The noon-bell rang. [FR§5]


Cette courte phrase rappelle que le Conseil s’est tenu le matin (" ce clair matin d’automne " [II.2, p.266]), qu’il a duré longtemps (" Il est inutile de rapporter tout ce qui fut dit et débattu en ce Conseil " [II.2, p.267]), le soleil a eu le temps de monter " à son zénith " [II.2, p.282], et le Conseil s’est terminé à midi (" la cloche de midi sonna " [II.2, p.299]) avec la décision de Frodon de se charger de l’Anneau jusqu’au bout.
Au cours de ce Conseil, il est intéressant de constater que les références à la lumière/paix, nombreuses au début, laissent place à celles des ténèbres/peur :

[citation]Le frais soleil (266)
Une saine paix s’étendait sur la terre (266)
Les rumeurs de ténèbres croissantes dans le monde extérieur ne paraissaient déjà plus que les souvenirs d’un rêve troublé (266)
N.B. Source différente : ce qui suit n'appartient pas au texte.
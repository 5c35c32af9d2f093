//! Time helpers for atelier
//!
//! Documents carry RFC 3339 timestamps in UTC; sharded databases are
//! partitioned by the calendar year of a document's date field.

use chrono::{DateTime, Datelike, NaiveDate, SecondsFormat, Utc};

/// Current UTC time.
pub fn now() -> DateTime<Utc> {
    Utc::now()
}

/// RFC 3339 timestamp used for `created_at`/`updated_at`.
///
/// Microsecond precision so that two successive updates to the same
/// document observably differ.
pub fn timestamp() -> String {
    Utc::now().to_rfc3339_opts(SecondsFormat::Micros, true)
}

/// The current calendar year.
pub fn current_year() -> i32 {
    Utc::now().year()
}

/// Calendar year of an ISO-8601 date or datetime string.
///
/// Falls back to the current year when the string does not parse;
/// shard routing must never fail on malformed input.
pub fn year_of_date(date: &str) -> i32 {
    parse_year(date).unwrap_or_else(current_year)
}

fn parse_year(date: &str) -> Option<i32> {
    if let Ok(dt) = DateTime::parse_from_rfc3339(date) {
        return Some(dt.year());
    }
    let prefix = date.get(..10).unwrap_or(date);
    NaiveDate::parse_from_str(prefix, "%Y-%m-%d")
        .ok()
        .map(|d| d.year())
}
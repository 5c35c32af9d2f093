//! Runtime context: the signed-in identity plus the database registry
//!
//! One `RuntimeContext` lives for the whole process. The identity is
//! swappable at runtime (sign-in/sign-out); the registry caches one
//! open handle per concrete database name so repeated resolution is a
//! map lookup, not a file open.

use atelier_config::CoreConfig;
use atelier_util::UserId;
use std::collections::{HashMap, HashSet};
use std::path::{Path, PathBuf};
use std::sync::{Arc, Mutex, RwLock};
use tracing::info;

use crate::{LocalDatabase, StoreResult};

/// The signed-in user as the store needs it.
#[derive(Debug, Clone, PartialEq, Eq)]
pub struct UserIdentity {
    pub id: UserId,
    pub display_name: String,
}

impl UserIdentity {
    pub fn new(id: impl Into<UserId>, display_name: impl Into<String>) -> Self {
        Self {
            id: id.into(),
            display_name: display_name.into(),
        }
    }
}

/// Process-wide store state. Cheap to share behind an `Arc`.
pub struct RuntimeContext {
    pub(crate) data_dir: PathBuf,
    pub(crate) identity: RwLock<Option<UserIdentity>>,
    pub(crate) handles: Mutex<HashMap<String, Arc<LocalDatabase>>>,
    /// Concrete names whose index set has been provisioned this
    /// process lifetime.
    pub(crate) ensured: Mutex<HashSet<String>>,
}

impl RuntimeContext {
    /// Create a context rooted at `data_dir`, creating the directory if
    /// needed. Starts signed out.
    pub fn new(data_dir: impl AsRef<Path>) -> StoreResult<Self> {
        let data_dir = data_dir.as_ref().to_path_buf();
        std::fs::create_dir_all(&data_dir)?;

        Ok(Self {
            data_dir,
            identity: RwLock::new(None),
            handles: Mutex::new(HashMap::new()),
            ensured: Mutex::new(HashSet::new()),
        })
    }

    pub fn from_config(config: &CoreConfig) -> StoreResult<Self> {
        Self::new(&config.data_dir)
    }

    /// Install the signed-in identity. Handles opened for a previous
    /// identity stay cached; their names are user-disjoint.
    pub fn sign_in(&self, identity: UserIdentity) {
        info!(user = identity.id.as_str(), "User signed in");
        *self.identity.write().unwrap() = Some(identity);
    }

    pub fn sign_out(&self) {
        if let Some(identity) = self.identity.write().unwrap().take() {
            info!(user = identity.id.as_str(), "User signed out");
        }
    }

    pub fn current_user(&self) -> Option<UserIdentity> {
        self.identity.read().unwrap().clone()
    }

    pub fn data_dir(&self) -> &Path {
        &self.data_dir
    }
}

#[cfg(test)]
mod tests {
    use super::*;

    #[test]
    fn starts_signed_out() {
        let dir = tempfile::tempdir().unwrap();
        let ctx = RuntimeContext::new(dir.path()).unwrap();
        assert!(ctx.current_user().is_none());
    }

    #[test]
    fn sign_in_and_out_swap_the_identity() {
        let dir = tempfile::tempdir().unwrap();
        let ctx = RuntimeContext::new(dir.path()).unwrap();

        ctx.sign_in(UserIdentity::new("u1", "Alice"));
        assert_eq!(ctx.current_user().unwrap().id.as_str(), "u1");

        ctx.sign_in(UserIdentity::new("u2", "Bob"));
        assert_eq!(ctx.current_user().unwrap().id.as_str(), "u2");

        ctx.sign_out();
        assert!(ctx.current_user().is_none());

        // Signing out twice is harmless.
        ctx.sign_out();
    }

    #[test]
    fn creates_the_data_directory() {
        let dir = tempfile::tempdir().unwrap();
        let nested = dir.path().join("a/b/data");
        let ctx = RuntimeContext::new(&nested).unwrap();
        assert!(ctx.data_dir().is_dir());
    }
}
//! Shared utilities for the atelier data core
//!
//! This crate provides:
//! - ID types (UserId, DocumentId)
//! - Time helpers (RFC 3339 timestamps, calendar-year extraction)

mod ids;
mod time;

pub use ids::*;
pub use time::*;
//! The sync manager
//!
//! Owns the set of running replication streams. Starting sync enrolls
//! every database the signed-in user owns; a shard that fails to
//! enroll is logged and skipped while the rest proceed. Stopping
//! cancels everything and is safe to call at any time.

use atelier_config::CoreConfig;
use atelier_model::EntityKind;
use atelier_store::RuntimeContext;
use atelier_util::current_year;
use std::collections::HashMap;
use std::sync::{Arc, Mutex};
use std::time::Duration;
use tokio::sync::mpsc;
use tracing::{info, warn};

use crate::remote::RemoteDatabase;
use crate::replicator::{spawn_stream, ReplicationHandle};
use crate::{SyncCredentials, SyncError, SyncEvent, SyncResult};

const DEFAULT_REQUEST_TIMEOUT: Duration = Duration::from_secs(60);
const EVENT_CHANNEL_CAPACITY: usize = 64;

/// Starts, tracks, and stops the per-database replication streams.
pub struct SyncManager {
    ctx: Arc<RuntimeContext>,
    streams: Mutex<HashMap<String, ReplicationHandle>>,
    request_timeout: Duration,
}

impl SyncManager {
    pub fn new(ctx: Arc<RuntimeContext>) -> Self {
        Self::with_timeout(ctx, DEFAULT_REQUEST_TIMEOUT)
    }

    pub fn with_timeout(ctx: Arc<RuntimeContext>, request_timeout: Duration) -> Self {
        Self {
            ctx,
            streams: Mutex::new(HashMap::new()),
            request_timeout,
        }
    }

    pub fn from_config(ctx: Arc<RuntimeContext>, config: &CoreConfig) -> Self {
        let timeout = config
            .remote
            .as_ref()
            .map(|r| r.request_timeout)
            .unwrap_or(DEFAULT_REQUEST_TIMEOUT);
        Self::with_timeout(ctx, timeout)
    }

    /// Start replication for every database the signed-in user owns:
    /// the global user database, each unsharded kind, and each
    /// discovered year shard of the sharded kinds. Returns the event
    /// channel for the started streams.
    ///
    /// Starting again replaces streams for the same names, so credential
    /// rotation is start-over-start.
    pub async fn start_sync(
        &self,
        credentials: &SyncCredentials,
    ) -> SyncResult<mpsc::Receiver<SyncEvent>> {
        if self.ctx.current_user().is_none() {
            return Err(SyncError::AuthenticationRequired);
        }

        let client = credentials.client(self.request_timeout)?;
        let (events_tx, events_rx) = mpsc::channel(EVENT_CHANNEL_CAPACITY);

        for kind in EntityKind::unsharded() {
            if let Err(e) = self
                .enroll(kind, None, credentials, &client, &events_tx)
                .await
            {
                warn!(kind = kind.as_str(), error = %e, "Skipping database enrollment");
            }
        }

        // Union of discovered years across the sharded kinds, plus the
        // current year (where new writes land), so both kinds get a
        // stream for every year either has data in.
        let mut years: Vec<i32> = EntityKind::sharded()
            .flat_map(|kind| self.ctx.list_shard_years(kind))
            .collect();
        years.push(current_year());
        years.sort_unstable();
        years.dedup();

        for kind in EntityKind::sharded() {
            for &year in &years {
                if let Err(e) = self
                    .enroll(kind, Some(year), credentials, &client, &events_tx)
                    .await
                {
                    warn!(kind = kind.as_str(), year, error = %e, "Skipping shard enrollment");
                }
            }
        }

        info!(
            streams = self.active_streams().len(),
            "Replication started"
        );
        Ok(events_rx)
    }

    async fn enroll(
        &self,
        kind: EntityKind,
        year: Option<i32>,
        credentials: &SyncCredentials,
        client: &reqwest::Client,
        events: &mpsc::Sender<SyncEvent>,
    ) -> SyncResult<()> {
        let local = match year {
            Some(year) => self.ctx.shard_handle(kind, year)?,
            None => self.ctx.handle(kind)?,
        };

        let url = credentials.remote_url(local.name())?;
        let remote = RemoteDatabase::new(client.clone(), url);

        // Best effort; a missing database also surfaces as stream
        // errors, which keep the stream retrying.
        if let Err(e) = remote.ensure_exists().await {
            warn!(db = local.name(), error = %e, "Remote database creation failed");
        }

        let name = local.name().to_string();
        let handle = spawn_stream(local, remote, events.clone());

        let mut streams = self.streams.lock().unwrap();
        if let Some(previous) = streams.remove(&name) {
            previous.cancel();
        }
        info!(db = name.as_str(), "Database enrolled for replication");
        streams.insert(name, handle);
        Ok(())
    }

    /// Cancel every running stream. A no-op when nothing runs.
    pub fn stop_sync(&self) {
        let drained: Vec<ReplicationHandle> = {
            let mut streams = self.streams.lock().unwrap();
            streams.drain().map(|(_, handle)| handle).collect()
        };

        if drained.is_empty() {
            return;
        }

        let count = drained.len();
        for handle in drained {
            handle.cancel();
        }
        info!(streams = count, "Replication stopped");
    }

    /// Names of the currently enrolled databases, sorted.
    pub fn active_streams(&self) -> Vec<String> {
        let streams = self.streams.lock().unwrap();
        let mut names: Vec<String> = streams.keys().cloned().collect();
        names.sort();
        names
    }

    pub fn is_syncing(&self) -> bool {
        !self.streams.lock().unwrap().is_empty()
    }
}

#[cfg(test)]
mod tests {
    use super::*;
    use atelier_store::UserIdentity;
    use atelier_util::current_year;

    // A port nothing listens on; enrollment succeeds (streams are
    // spawned) and the network failures surface as stream events.
    fn unreachable_credentials() -> SyncCredentials {
        SyncCredentials::Basic {
            base_url: "http://127.0.0.1:9".to_string(),
            username: "alice".to_string(),
            password: "pw".to_string(),
        }
    }

    fn signed_in_ctx() -> (tempfile::TempDir, Arc<RuntimeContext>) {
        let dir = tempfile::tempdir().unwrap();
        let ctx = Arc::new(RuntimeContext::new(dir.path()).unwrap());
        ctx.sign_in(UserIdentity::new("u1", "Alice"));
        (dir, ctx)
    }

    #[tokio::test]
    async fn start_without_identity_is_rejected() {
        let dir = tempfile::tempdir().unwrap();
        let ctx = Arc::new(RuntimeContext::new(dir.path()).unwrap());
        let manager = SyncManager::with_timeout(ctx, Duration::from_millis(200));

        let result = manager.start_sync(&unreachable_credentials()).await;
        assert!(matches!(result, Err(SyncError::AuthenticationRequired)));
        assert!(!manager.is_syncing());
    }

    #[tokio::test]
    async fn start_enrolls_every_owned_database() {
        let (_dir, ctx) = signed_in_ctx();
        // Pre-existing shards from earlier years.
        ctx.shard_handle(EntityKind::Booking, 2023).unwrap();
        ctx.shard_handle(EntityKind::Transaction, 2024).unwrap();

        let manager = SyncManager::with_timeout(Arc::clone(&ctx), Duration::from_millis(200));
        let _events = manager.start_sync(&unreachable_credentials()).await.unwrap();

        let streams = manager.active_streams();
        let year = current_year();

        // 7 unsharded + 2 sharded kinds × 3 years (2023, 2024, current).
        assert!(streams.contains(&"users".to_string()));
        assert!(streams.contains(&"u1_student".to_string()));
        assert!(streams.contains(&"u1_student_package".to_string()));
        assert!(streams.contains(&"u1_booking_2023".to_string()));
        assert!(streams.contains(&"u1_booking_2024".to_string()));
        assert!(streams.contains(&format!("u1_booking_{}", year)));
        assert!(streams.contains(&"u1_transaction_2023".to_string()));
        assert!(streams.contains(&"u1_transaction_2024".to_string()));
        assert!(streams.contains(&format!("u1_transaction_{}", year)));
        assert_eq!(streams.len(), 13);

        manager.stop_sync();
    }

    #[tokio::test]
    async fn streams_report_errors_but_stay_enrolled() {
        let (_dir, ctx) = signed_in_ctx();
        let manager = SyncManager::with_timeout(ctx, Duration::from_millis(200));

        let mut events = manager.start_sync(&unreachable_credentials()).await.unwrap();

        // The unreachable remote turns into stream errors, not an
        // enrollment failure.
        let mut saw_error = false;
        for _ in 0..50 {
            match events.recv().await {
                Some(SyncEvent::StreamError { .. }) => {
                    saw_error = true;
                    break;
                }
                Some(_) => continue,
                None => break,
            }
        }
        assert!(saw_error);
        assert!(manager.is_syncing());

        manager.stop_sync();
    }

    #[tokio::test]
    async fn stop_cancels_everything_and_is_idempotent() {
        let (_dir, ctx) = signed_in_ctx();
        let manager = SyncManager::with_timeout(ctx, Duration::from_millis(200));

        let _events = manager.start_sync(&unreachable_credentials()).await.unwrap();
        assert!(manager.is_syncing());

        manager.stop_sync();
        assert!(!manager.is_syncing());
        assert!(manager.active_streams().is_empty());

        // Stopping with nothing running is a no-op.
        manager.stop_sync();
    }

    #[tokio::test]
    async fn restart_replaces_streams_for_rotated_credentials() {
        let (_dir, ctx) = signed_in_ctx();
        let manager = SyncManager::with_timeout(ctx, Duration::from_millis(200));

        let _events = manager.start_sync(&unreachable_credentials()).await.unwrap();
        let before = manager.active_streams();

        manager.stop_sync();

        let rotated = SyncCredentials::Bearer {
            base_url: "http://127.0.0.1:9".to_string(),
            token: "new-token".to_string(),
        };
        let _events = manager.start_sync(&rotated).await.unwrap();
        assert_eq!(manager.active_streams(), before);

        manager.stop_sync();
    }
}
Une ombre sembla passer sur le soleil à son zénith {the high sun} (282)
Une obscurité envahit un moment le porche (282)
Comme l’ombre passait (282

Frodon, même dans cette belle maison, qui donnait sur une vallée ensoleillée, sentit son cœur envahi de ténèbres. (295)
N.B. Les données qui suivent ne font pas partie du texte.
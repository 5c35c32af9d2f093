//! Strongly-typed identifiers for atelier

use serde::{Deserialize, Serialize};
use std::fmt;
use uuid::Uuid;

/// Identifier of the account that owns a set of local databases.
///
/// Embedded verbatim in concrete database names, so two accounts can
/// never collide on a namespace.
#[derive(Debug, Clone, PartialEq, Eq, Hash, Serialize, Deserialize)]
pub struct UserId(String);

impl UserId {
    pub fn new(id: impl Into<String>) -> Self {
        Self(id.into())
    }

    pub fn as_str(&self) -> &str {
        &self.0
    }
}

impl fmt::Display for UserId {
    fn fmt(&self, f: &mut fmt::Formatter<'_>) -> fmt::Result {
        write!(f, "{}", self.0)
    }
}

impl From<String> for UserId {
    fn from(s: String) -> Self {
        Self(s)
    }
}

impl From<&str> for UserId {
    fn from(s: &str) -> Self {
        Self(s.to_string())
    }
}

/// Identifier of one persisted document: `{kind}_{millis}_{random}`.
///
/// Never reused; the random suffix makes collisions between two
/// generations within the same millisecond implausible.
#[derive(Debug, Clone, PartialEq, Eq, Hash, Serialize, Deserialize)]
pub struct DocumentId(String);

impl DocumentId {
    /// Generate a fresh identifier for a document of the given kind.
    pub fn generate(kind: &str) -> Self {
        let millis = chrono::Utc::now().timestamp_millis();
        let hex = Uuid::new_v4().simple().to_string();
        Self(format!("{}_{}_{}", kind, millis, &hex[..9]))
    }

    pub fn new(id: impl Into<String>) -> Self {
        Self(id.into())
    }

    pub fn as_str(&self) -> &str {
        &self.0
    }
}

impl fmt::Display for DocumentId {
    fn fmt(&self, f: &mut fmt::Formatter<'_>) -> fmt::Result {
        write!(f, "{}", self.0)
    }
}

impl From<String> for DocumentId {
    fn from(s: String) -> Self {
        Self(s)
    }
}

impl From<&str> for DocumentId {
    fn from(s: &str) -> Self {
        Self(s.to_string())
    }
}
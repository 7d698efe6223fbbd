pub mod app;
pub mod branches;
pub mod correlate;
pub mod credential;
pub mod dispatch;
pub mod error;
pub mod permissions;
pub mod workflows;

use std::sync::Arc;

use action_executor_cache::{CacheStats, TtlCache};
use action_executor_core::{
    config::{CacheConfig, GitHubConfig},
    models::WorkflowSummary,
};
pub use credential::{Auth, Credential, UserToken};
pub use error::{Error, Result};
use octocrab::Octocrab;
use tokio::sync::OnceCell;

use crate::app::AppCredentials;

/// Entry point for every GitHub-facing operation: dispatch, run correlation, branch and
/// workflow listing, and permission checks.
pub struct GitHub {
    pub config: GitHubConfig,
    cache_config: CacheConfig,
    branches: TtlCache<Vec<String>>,
    workflows: TtlCache<Vec<WorkflowSummary>>,
    app_slug: OnceCell<String>,
}

/// Key counts of the branch and workflow caches.
#[derive(Debug, Clone, Copy, Eq, PartialEq, serde::Serialize)]
pub struct CacheReport {
    pub branches: CacheStats,
    pub workflows: CacheStats,
}

#[derive(serde::Deserialize)]
struct AuthenticatedUser {
    login: String,
}

impl GitHub {
    pub fn new(config: &GitHubConfig, cache_config: &CacheConfig) -> Arc<Self> {
        if config.app.id.is_none() || config.app.installation_id.is_none() {
            tracing::warn!("GitHub App is not configured; only user-token mode will work");
        }
        Arc::new(Self {
            config: config.clone(),
            cache_config: cache_config.clone(),
            branches: TtlCache::new("branches"),
            workflows: TtlCache::new("workflows"),
            app_slug: OnceCell::new(),
        })
    }

    /// Obtain a bearer credential for `auth`. App credentials are exchanged fresh on every call.
    pub async fn credential(&self, auth: &Auth) -> Result<Credential> {
        match auth {
            Auth::App => {
                let app = AppCredentials::from_config(&self.config.app)?;
                app::installation_credential(&self.config.api_base, &app).await
            }
            Auth::User(user) => Ok(Credential::user(user.token.clone())),
        }
    }

    pub(crate) async fn client(&self, auth: &Auth) -> Result<Octocrab> {
        self.credential(auth).await?.client(&self.config.api_base)
    }

    /// Resolve the login owning a user OAuth token.
    pub async fn current_user(&self, token: &str) -> Result<UserToken> {
        let client = Credential::user(token.to_string()).client(&self.config.api_base)?;
        let user: AuthenticatedUser = client.get("/user", None::<&()>).await.map_err(Error::auth)?;
        Ok(UserToken { login: user.login, token: token.to_string() })
    }

    /// The App's slug, resolved once per process. Failures are logged and not cached.
    pub async fn app_slug(&self) -> Option<String> {
        let result = self
            .app_slug
            .get_or_try_init(|| async {
                let app = AppCredentials::from_config(&self.config.app)?;
                let slug = app::fetch_app_slug(&self.config.api_base, &app).await?;
                tracing::info!("Resolved GitHub App slug: {}", slug);
                Ok::<_, Error>(slug)
            })
            .await;
        match result {
            Ok(slug) => Some(slug.clone()),
            Err(e) => {
                tracing::warn!("Failed to resolve GitHub App slug, matching any bot actor: {}", e);
                None
            }
        }
    }

    /// Drop the branch and workflow lists cached for a repository under `auth`.
    pub async fn invalidate_repo(&self, owner: &str, repo: &str, auth: &Auth) {
        tracing::info!("Refreshing cached lists of {}/{} ({})", owner, repo, auth.cache_scope());
        self.branches.clear(Some(&branches::cache_key(owner, repo, auth))).await;
        self.workflows.clear(Some(&workflows::cache_key(owner, repo, auth))).await;
    }

    pub async fn cache_stats(&self) -> CacheReport {
        CacheReport { branches: self.branches.stats().await, workflows: self.workflows.stats().await }
    }
}

/// Log an upstream failure with its status and message and classify it.
pub(crate) fn upstream_error(context: &str, err: octocrab::Error) -> Error {
    let err = Error::upstream(err);
    match &err {
        Error::Upstream { status, message } => {
            tracing::error!("{}: {} - {}", context, status, message)
        }
        err => tracing::error!("{}: {}", context, err),
    }
    err
}
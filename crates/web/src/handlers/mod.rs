use std::sync::Arc;

use action_executor_github::{CacheReport, GitHub};
use axum::{
    Json, Router,
    extract::State,
    routing::{get, post},
};
use serde::Serialize;

use crate::AppState;

mod auth;
mod repo;
mod workflow;

pub fn build_router() -> Router<AppState> {
    Router::new()
        .route("/health", get(health))
        .route("/api/trigger", post(workflow::trigger))
        .route("/api/run", get(workflow::run))
        .route("/api/branches", get(repo::branches))
        .route("/api/workflows", get(repo::workflows))
        .route("/api/workflow", get(repo::workflow))
}

#[derive(Serialize)]
struct Health {
    status: &'static str,
    cache: CacheReport,
}

async fn health(State(github): State<Arc<GitHub>>) -> Json<Health> {
    Json(Health { status: "ok", cache: github.cache_stats().await })
}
(La cloche de midi sonna) (299)
Une grande peur l’envahit (299)
[/citation]

Point intéressant : l’écoulement du temps s’arrête à partir du moment où Gandalf prononce la conjuration de l’Anneau en Noir Parler. En effet, le soleil arrête alors sa course puisque, arrivé au plus haut dans le ciel (p.282), c’est-à-dire à midi, il y reste jusqu’à la prise de décision de Frodon qui a lieu juste après la sonnerie de la cloche de midi (p.299) : pendant 18 pages de conversations et de silences il est midi, sous le porche d’Elrond !
Est-ce une erreur de la part de Tolkien, ou bien plutôt une volonté de placer hors du temps le choix de Frodo ?
Car ce choix de Frodo, c’est celui que d’autres ont fait, que d’autres feront, un en particulier et " jusqu’au bout " : donner sa vie pour le salut des autres, en un instant où le mal semble triompher et que rien ne semble pouvoir l’arrêter.
Les indices conduisant à une telle comparaison sont là puisque le temps suspendu à midi (282 & 299) nous autorise à associer le thème de la peur (299), des ténèbres (295), de l’ombre qui cache le soleil…Or, voici ce que nous disent [Marc 15:25.33] et [Mt 27:45] quant à la chronologie de la crucifixion de Jésus :

[citation](25) C'était la troisième heure, quand ils le crucifièrent. (…)
(33) La sixième heure étant venue, il y eut des ténèbres sur toute la terre, jusqu'à la neuvième heure.

// (27:45) Depuis la sixième heure jusqu'à la neuvième, il y eut des ténèbres sur toute la terre.
[/citation]

La ‘troisième heure’ correspond à 9h du matin, la ‘neuvième heure’ est 15h et la ‘sixième heure’ est donc…midi !
En s’engageant à détruire l’Anneau au moment même où les ténèbres manifestent leur pouvoir, Frodon sait qu’il va être conduit sur un chemin de tourments. Il choisit un chemin qui sera une image de la Passion de Jésus, ce Jésus qui subira les assauts des ténèbres à partir de midi, cloué sur le bois.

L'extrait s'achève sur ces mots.